The essay is structured in sections, each treating one aspect of my undergraduate experience. I tried to have a consistent format throughout: the main body of text is comprised of my observations, and particular anecdotes are indented and in italics.

At a glance

Stanford is a university in the Bay Area, California. The campus is its own city, mostly car-inaccessible, and traversable in an hour by foot, although most people bike.

The University population consists primarily of undergraduate students (4-year liberal arts college), graduate students (masters or doctoral), faculty, and staff. The majority of students live on campus.

Undergrads are admitted through an application consisting of a CV, high school transcript, and a few personal essays. In order to graduate, students need to declare a major by the end of their second year, and take classes that satisfy the general university and major requirements. As a liberal arts college, Stanford’s general requirements aim to create breadth in undergraduate education; these requirements are Aesthetic and Interpretative Inquiry, Applied Quantitative Reasoning, Creative Expression, Engaging Diversity, Ethical Reasoning, Formal Reasoning, Scientific Method and Analysis, Social Inquiry, and there are at least 200 courses satisfying each one, covering a variety of topics. Stanford offers approximately 100 majors – the Bachelors’ degree a student receives (https://majors.stanford.edu/majors-alphabetical/a–z); students often change their major as they explore more areas of study. Additionally, students may create their own major, and design its requirements themselves, under guidance from the University.

Besides classwork, students have the opportunity to join student organizations, which are funded by the University. Organizations vary in terms of focus: athletic / recreational, careers / pre-professional, community service, ethnic / cultural, Greek life, health / counseling, media / publications, music / dance / creative arts, political / social awareness, religious / philosophical.

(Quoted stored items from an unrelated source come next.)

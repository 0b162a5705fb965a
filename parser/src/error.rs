//! Syntax errors.

use std::fmt;

use crate::Span;

/// A syntax error at a source position.
#[derive(Debug, Clone, PartialEq)]
pub struct ParseError {
    pub message: String,
    pub span: Span,
    /// The offending token or construct, when there is one.
    pub found: Option<String>,
}

impl ParseError {
    pub fn new(message: impl Into<String>, span: Span) -> Self {
        Self {
            message: message.into(),
            span,
            found: None,
        }
    }

    pub fn with_found(mut self, found: impl Into<String>) -> Self {
        self.found = Some(found.into());
        self
    }

    /// `found` appeared where `expected` was required.
    pub fn unexpected(span: Span, expected: &str, found: &str) -> Self {
        Self::new(format!("expected {}, found {}", expected, found), span).with_found(found)
    }

    /// A construct the grammar recognises but rejects.
    pub fn unsupported(span: Span, construct: &str) -> Self {
        Self::new(format!("{} are not supported", construct), span).with_found(construct)
    }

    pub fn line(&self) -> usize {
        self.span.line
    }

    pub fn column(&self) -> usize {
        self.span.column
    }
}

impl fmt::Display for ParseError {
    fn fmt(&self, f: &mut fmt::Formatter<'_>) -> fmt::Result {
        write!(f, "{}:{}: {}", self.span.line, self.span.column, self.message)
    }
}

impl std::error::Error for ParseError {}

pub type ParseResult<T> = Result<T, ParseError>;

Something of a country club

Stanford is a small town, but effectively feels like a country club. When I first heard this description as a senior in high school, the comparison provided me with little help in picturing life on campus. Let me expand on what I, at least, mean by it.

The campus is organized as one single facility: all buildings are open during the day and after four years you end up knowing many by heart – where the classrooms are, bathrooms, random sofas, dedicated study spaces and lounges, etc.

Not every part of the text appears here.